DATA FOR REVIEW —

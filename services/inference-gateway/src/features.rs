//! Request schema validation and feature-vector assembly.

use serde::Serialize;
use serde_json::value::RawValue;
use serde_json::{error::Category, Value};
use std::collections::BTreeMap;
use crate::error::PredictError;

/// The seven request fields, in request-schema order. The model's own order may differ.
pub const REQUIRED_FIELDS: [&str; 7] = ["N", "P", "K", "temperature", "humidity", "rainfall", "ph"];

/// One offending location in a rejected request body.
#[derive(Debug, Clone, PartialEq, Serialize)]
pub struct FieldError {
    pub loc: Vec<String>,
    pub msg: String,
    #[serde(rename = "type")]
    pub kind: &'static str,
}

impl FieldError {
    fn new(loc: &[&str], kind: &'static str, msg: &str) -> Self {
        Self { loc: loc.iter().map(|s| s.to_string()).collect(), msg: msg.to_string(), kind }
    }

    fn field(name: &str, kind: &'static str, msg: &str) -> Self { Self::new(&["body", name], kind, msg) }
}

/// The seven fields after type coercion, indexed like [`REQUIRED_FIELDS`].
#[derive(Debug, Clone, PartialEq)]
pub struct ValidatedFeatures([f64; 7]);

impl ValidatedFeatures {
    pub fn get(&self, name: &str) -> Option<f64> {
        REQUIRED_FIELDS.iter().position(|f| *f == name).map(|i| self.0[i])
    }
}

/// Model input in the registry's canonical order.
#[derive(Debug, Clone, PartialEq)]
pub struct FeatureVector(Vec<f64>);

impl FeatureVector {
    /// Looks up every name of `order` in `features`, in that order.
    pub fn assemble(features: &ValidatedFeatures, order: &[String]) -> Result<Self, PredictError> {
        order.iter()
            .map(|name| features.get(name).ok_or_else(|| PredictError::UnknownFeature(name.clone())))
            .collect::<Result<Vec<_>, _>>()
            .map(Self)
    }

    pub fn as_slice(&self) -> &[f64] { &self.0 }
}

impl From<Vec<f64>> for FeatureVector {
    fn from(v: Vec<f64>) -> Self { Self(v) }
}

/// Validates a raw request body against the fixed numeric schema.
///
/// Every offending field is reported, not only the first one.
pub fn validate(body: &[u8]) -> Result<ValidatedFeatures, Vec<FieldError>> {
    // values stay raw so a number out of f64 range is blamed on its own field
    let map: BTreeMap<String, &RawValue> = serde_json::from_slice(body).map_err(|e| match e.classify() {
        Category::Data => vec![FieldError::new(&["body"], "model_attributes_type",
            "Input should be a valid dictionary or object to extract fields from")],
        _ => vec![FieldError::new(&["body"], "json_invalid", &format!("JSON decode error: {e}"))],
    })?;
    let mut out = [0.0; 7];
    let mut errors = Vec::new();
    for (i, name) in REQUIRED_FIELDS.iter().enumerate() {
        match map.get(*name) {
            None => errors.push(FieldError::field(name, "missing", "Field required")),
            Some(raw) => match coerce_raw(raw) {
                Ok(x) => out[i] = x,
                Err((kind, msg)) => errors.push(FieldError::field(name, kind, msg)),
            },
        }
    }
    for key in map.keys().filter(|k| !REQUIRED_FIELDS.contains(&k.as_str())) {
        errors.push(FieldError::field(key, "extra_forbidden", "Extra inputs are not permitted"));
    }
    if errors.is_empty() { Ok(ValidatedFeatures(out)) } else { Err(errors) }
}

const NOT_FINITE: (&str, &str) = ("finite_number", "Input should be a finite number");

fn coerce_raw(raw: &RawValue) -> Result<f64, (&'static str, &'static str)> {
    // syntax was checked with the whole body; only out-of-range numbers fail here
    let v: Value = serde_json::from_str(raw.get()).map_err(|_| NOT_FINITE)?;
    coerce(&v)
}

fn coerce(v: &Value) -> Result<f64, (&'static str, &'static str)> {
    match v {
        Value::Number(n) => n.as_f64().filter(|x| x.is_finite()).ok_or(NOT_FINITE),
        Value::String(s) => match s.trim().parse::<f64>() {
            Ok(x) if x.is_finite() => Ok(x),
            Ok(_) => Err(NOT_FINITE),
            Err(_) => Err(("float_parsing", "Input should be a valid number, unable to parse string as a number")),
        },
        _ => Err(("float_type", "Input should be a valid number")),
    }
}

#[cfg(test)]
mod tests {
    use super::*;
    use serde_json::json;

    fn body(v: serde_json::Value) -> Vec<u8> { serde_json::to_vec(&v).unwrap() }

    fn sample() -> serde_json::Value {
        json!({"N": 90, "P": 42, "K": 43, "temperature": 20.8, "humidity": 82.0, "rainfall": 202.9, "ph": 6.5})
    }

    #[test]
    fn accepts_complete_payload() {
        let f = validate(&body(sample())).unwrap();
        assert_eq!(f.get("N"), Some(90.0));
        assert_eq!(f.get("rainfall"), Some(202.9));
        assert_eq!(f.get("ph"), Some(6.5));
        assert_eq!(f.get("soil"), None);
    }

    #[test]
    fn negative_and_out_of_range_values_pass_through() {
        let mut v = sample();
        v["ph"] = json!(-3.0);
        v["humidity"] = json!(1000);
        let f = validate(&body(v)).unwrap();
        assert_eq!(f.get("ph"), Some(-3.0));
        assert_eq!(f.get("humidity"), Some(1000.0));
    }

    #[test]
    fn numeric_strings_are_coerced() {
        let mut v = sample();
        v["K"] = json!(" 43.5 ");
        assert_eq!(validate(&body(v)).unwrap().get("K"), Some(43.5));
    }

    #[test]
    fn reports_every_offending_field() {
        let mut v = sample();
        v.as_object_mut().unwrap().remove("P");
        v["humidity"] = json!("wet");
        v["ph"] = json!(true);
        v["soil"] = json!("loam");
        v["rainfall"] = json!("NaN");
        let errs = validate(&body(v)).unwrap_err();
        let got: Vec<(&str, &str)> = errs.iter().map(|e| (e.loc[1].as_str(), e.kind)).collect();
        assert_eq!(got, vec![
            ("P", "missing"),
            ("humidity", "float_parsing"),
            ("rainfall", "finite_number"),
            ("ph", "float_type"),
            ("soil", "extra_forbidden"),
        ]);
        assert!(errs.iter().all(|e| e.loc[0] == "body"));
    }

    #[test]
    fn null_is_not_a_number() {
        let mut v = sample();
        v["N"] = serde_json::Value::Null;
        assert_eq!(validate(&body(v)).unwrap_err()[0].kind, "float_type");
    }

    #[test]
    fn numbers_beyond_f64_are_blamed_on_their_field() {
        let raw = br#"{"N": 1e400, "P": 42, "K": 43, "temperature": 20.8, "humidity": 82.0, "rainfall": 202.9, "ph": 6.5}"#;
        let errs = validate(raw).unwrap_err();
        assert_eq!(errs.len(), 1);
        assert_eq!(errs[0].loc, ["body", "N"]);
        assert_eq!(errs[0].kind, "finite_number");
    }

    #[test]
    fn non_object_bodies_are_rejected() {
        assert_eq!(validate(b"{not json").unwrap_err()[0].kind, "json_invalid");
        assert_eq!(validate(b"[1,2,3]").unwrap_err()[0].kind, "model_attributes_type");
        assert_eq!(validate(b"\"N=90\"").unwrap_err()[0].kind, "model_attributes_type");
        assert_eq!(validate(br#"{"N": 1} trailing"#).unwrap_err()[0].kind, "json_invalid");
        assert_eq!(validate(b"").unwrap_err()[0].loc, vec!["body".to_string()]);
    }

    #[test]
    fn assembles_in_the_given_order() {
        let f = validate(&body(sample())).unwrap();
        let order: Vec<String> = ["ph", "rainfall", "N", "P", "K", "temperature", "humidity"].map(String::from).to_vec();
        let v = FeatureVector::assemble(&f, &order).unwrap();
        assert_eq!(v.as_slice(), &[6.5, 202.9, 90.0, 42.0, 43.0, 20.8, 82.0]);
    }

    #[test]
    fn assembly_refuses_unknown_names() {
        let f = validate(&body(sample())).unwrap();
        let err = FeatureVector::assemble(&f, &["N".to_string(), "soil".to_string()]).unwrap_err();
        assert!(matches!(err, PredictError::UnknownFeature(n) if n == "soil"));
    }
}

AIM OF THE EXERCISE — Using the material, count the lines where the word "Result" appears. Give the number by itself.

ANSWER TO THE PROBLEM — 5